This project involves transforming a semi-structured chess tournament text file into a clean, tabular CSV format using R Markdown.
To fulfill this assignment, I have designed a step-by-step workflow in R to parse the semi-structured tournamentinfo.txt file.
I first read the raw text and removed the decorative dashed lines that act as separators. I also strip out the initial header rows to isolate the player data.
I observe that each player’s data is split across two rows. I use indexing to separate these into two distinct vectors: one for primary data (Name and Points) and one for secondary data (State and Rating).
I use Regular Expressions to target specific fields:
Name: Characters between the first and second pipe symbols.
State: The two uppercase letters starting the second row.
Total Points: The numeric value in the “Total” column.
Pre-Rating: The digits immediately following “R:”.
I extract the numeric IDs of every opponent a player faced. I then use these IDs to look up their corresponding pre-ratings and calculate the mean for each player.
I read the file and remove the non-data elements like dashed lines and headers.
# Read the provided text file
raw_txt <- readLines("tournamentinfo.txt")

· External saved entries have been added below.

//! Architecture and API design slides.

use vellum_core::{
    geometry::{Bounds, Segment},
    primitive::DrawPrimitive,
    style::{BorderKind, HAlign, TextLayout, TextRole, VAlign},
    theme::palette,
};

use super::SlideContent;
use crate::{
    compose::ComposeError,
    content::{
        Callout, CodePanel, CodeSpan, ColumnStyle, ComponentBox, EmitContext, Emitter,
        LayerFrame, SectionLabel, TableSpec, TextBox, TextSpec, emit_all, line,
    },
    layout::StackSpec,
};

pub(super) fn application_architecture(
    ctx: &EmitContext<'_>,
) -> Result<SlideContent, ComposeError> {
    let mut slide = SlideContent::titled("Application Architecture", ctx)?;

    // Client layer
    slide.push(
        LayerFrame::new("CLIENT LAYER", palette::TEAL, 92)
            .with_caption("Browser")
            .emit(Bounds::new(0.5, 1.45, 2.8, 3.7), ctx)?,
    );
    let client = [
        ComponentBox::new("index.html", Some("Calculator UI")),
        ComponentBox::new("client.js", Some("State Machine")),
        ComponentBox::new("default.css", Some("Styles")),
    ];
    let client_stack = StackSpec::new(0.85, 2.15, 2.1, 0.7, 0.85)?;
    slide.push(emit_all(&client, client_stack.frames(client.len()), ctx)?);

    slide.push(vec![line(
        Segment::horizontal(3.3, 4.1, 3.1),
        BorderKind::Flow,
        ctx,
    )?]);
    slide.push(
        TextBox::new(
            "HTTP GET\n/arithmetic",
            TextSpec::new(TextRole::Code)
                .size(7.0)
                .color(palette::STEEL_BLUE),
        )
        .with_layout(TextLayout::centered())
        .emit(Bounds::new(3.25, 2.45, 0.9, 0.55), ctx)?,
    );

    // Server layer
    slide.push(
        LayerFrame::new("SERVER LAYER", palette::STEEL_BLUE, 92)
            .with_caption("Node.js + Express")
            .emit(Bounds::new(4.1, 1.45, 5.4, 3.7), ctx)?,
    );
    slide.push(
        ComponentBox::new("server.js", Some("Express Server"))
            .emit(Bounds::new(4.45, 2.15, 2.2, 0.7), ctx)?,
    );
    slide.push(
        ComponentBox::new("Static File Middleware", None)
            .emit(Bounds::new(4.45, 3.1, 2.2, 0.55), ctx)?,
    );

    slide.push(
        LayerFrame::new("API LAYER", palette::DARK_NAVY, 94)
            .nested()
            .emit(Bounds::new(7.0, 2.15, 2.2, 2.7), ctx)?,
    );
    let api = [
        ComponentBox::new("routes.js", Some("Route Definitions")).compact(),
        ComponentBox::new("controller.js", Some("Business Logic")).compact(),
    ];
    let api_stack = StackSpec::new(7.2, 2.6, 1.8, 0.65, 0.9)?;
    slide.push(emit_all(&api, api_stack.frames(api.len()), ctx)?);

    slide.push(vec![
        line(Segment::horizontal(6.65, 7.0, 2.5), BorderKind::Connector, ctx)?,
        line(Segment::vertical(5.55, 2.85, 3.1), BorderKind::Connector, ctx)?,
        line(Segment::vertical(8.1, 3.25, 3.5), BorderKind::Connector, ctx)?,
    ]);
    slide.push(
        Callout::new("{ result: number }", palette::MINT, 70)
            .with_spec(
                TextSpec::new(TextRole::Code)
                    .size(9.0)
                    .color(palette::STEEL_BLUE),
            )
            .emit(Bounds::new(7.2, 4.35, 1.8, 0.35), ctx)?,
    );

    Ok(slide)
}

fn query_parameters() -> TableSpec {
    TableSpec::new(
        &["Parameter", "Type", "Required", "Valid Values"],
        vec![1.6, 1.1, 1.1, 4.8],
        vec![0.4, 0.35, 0.35, 0.35],
    )
    .with_row(&["operation", "string", "Yes", "add, subtract, multiply, divide"])
    .with_row(&["operand1", "number", "Yes", "Any valid number (decimals, scientific)"])
    .with_row(&["operand2", "number", "Yes", "Any valid number (decimals, scientific)"])
    .with_columns(vec![
        ColumnStyle::new().face("Consolas").color(palette::CHARCOAL),
        ColumnStyle::new().color(palette::MED_GRAY),
        ColumnStyle::new().color(palette::CHARCOAL).bold(),
        ColumnStyle::new().size(9.0).color(palette::STEEL_BLUE),
    ])
}

/// A response heading over a dark payload panel.
fn response(
    heading: &str,
    color: &str,
    status: &str,
    body: CodeSpan,
    x: f32,
    ctx: &EmitContext<'_>,
) -> Result<Vec<DrawPrimitive>, ComposeError> {
    let mut primitives = SectionLabel::new(heading)
        .with_spec(TextSpec::new(TextRole::SectionLabel).color(color))
        .emit(Bounds::new(x, 3.85, 4.0, 0.3), ctx)?;
    primitives.extend(
        CodePanel::new(vec![
            CodeSpan::new(status)
                .face("Calibri")
                .size(9.0)
                .color(color)
                .bold()
                .line_break(),
            body,
        ])
        .emit(Bounds::new(x, 4.2, 4.0, 1.1), ctx)?,
    );
    Ok(primitives)
}

pub(super) fn api_design(ctx: &EmitContext<'_>) -> Result<SlideContent, ComposeError> {
    let mut slide = SlideContent::titled("API Design", ctx)?;

    slide.push(
        Callout::new("GET", palette::MINT, 50)
            .with_spec(
                TextSpec::new(TextRole::Code)
                    .size(14.0)
                    .color(palette::DARK_NAVY)
                    .bold(true),
            )
            .emit(Bounds::new(0.7, 1.35, 1.0, 0.38), ctx)?,
    );
    slide.push(
        TextBox::new(
            "/arithmetic",
            TextSpec::new(TextRole::Code)
                .size(16.0)
                .color(palette::DARK_NAVY),
        )
        .with_layout(TextLayout::new(HAlign::Left, VAlign::Middle))
        .emit(Bounds::new(1.8, 1.35, 3.0, 0.38), ctx)?,
    );

    slide.push(
        SectionLabel::new("QUERY PARAMETERS").emit(Bounds::new(0.7, 1.95, 4.0, 0.3), ctx)?,
    );
    slide.push(query_parameters().emit(Bounds::new(0.7, 2.3, 8.6, 1.45), ctx)?);

    slide.push(response(
        "SUCCESS RESPONSE",
        palette::MINT,
        "200 OK",
        CodeSpan::new("{ \"result\": 8 }").size(14.0),
        0.7,
        ctx,
    )?);
    slide.push(response(
        "ERROR RESPONSE",
        palette::ERROR_RED,
        "400 Bad Request",
        CodeSpan::new("{ \"error\": \"Invalid operation\" }").size(12.0),
        5.3,
        ctx,
    )?);

    Ok(slide)
}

# Remove dashed separator lines
clean_txt <- raw_txt[!str_detect(raw_txt, "^-+$")]
# Remove the header rows
clean_txt <- clean_txt[-(1:2)]
Since each player has two rows of data, I separate them into two vectors.
# Line 1 contains Name and Points
line1 <- clean_txt[seq(1, length(clean_txt), 2)]
# Line 2 contains State and Pre-Rating
line2 <- clean_txt[seq(2, length(clean_txt), 2)]
I extract the five required data points for my final CSV.
# Extract Name, State, and Points
player_name <- str_trim(str_extract(line1, "(?<=\\d\\s\\|\\s)[^|]+"))
player_state <- str_extract(line2, "[A-Z]{2}")
total_pts <- as.numeric(str_extract(line1, "\\d+\\.\\d"))
# Extract Pre-Rating (handling the 'R:' prefix and potential provisional 'P' ratings)
pre_rating <- as.numeric(str_extract(str_extract(line2, "R:\\s*\\d+"), "\\d+"))
# Extract Opponent IDs for the average calculation
# I look for the ID numbers following the results W, L, or D
opp_ids <- str_extract_all(line1, "(W|L|D)\\s+(\\d+)") %>%
map(~ as.numeric(str_extract(.x, "\\d+")))
I look up each opponent’s rating and calculate the mean for every player.
avg_opp_rating <- sapply(opp_ids, function(ids) {
round(mean(pre_rating[ids], na.rm = TRUE))
})
I combine my results and generate the required file
chess_df <- data.frame(
Name = player_name,
State = player_state,
Total_Points = total_pts,
Pre_Rating = pre_rating,
Avg_Opp_Rating = avg_opp_rating
)
# Export to CSV for submission
write.csv(chess_df, "chess_tournament_results.csv", row.names = FALSE)
# Display the first few rows for validation
knitr::kable(head(chess_df))
| Name | State | Total_Points | Pre_Rating | Avg_Opp_Rating |
|---|---|---|---|---|
| GARY HUA | ON | 6.0 | 1794 | 1605 |
| DAKSHESH DARURI | MI | 6.0 | 1553 | 1469 |
| ADITYA BAJAJ | MI | 6.0 | 1384 | 1564 |
| PATRICK H SCHILLING | MI | 5.5 | 1716 | 1574 |
| HANSHI ZUO | MI | 5.5 | 1655 | 1501 |
| HANSEN SONG | OH | 5.0 | 1686 | 1519 |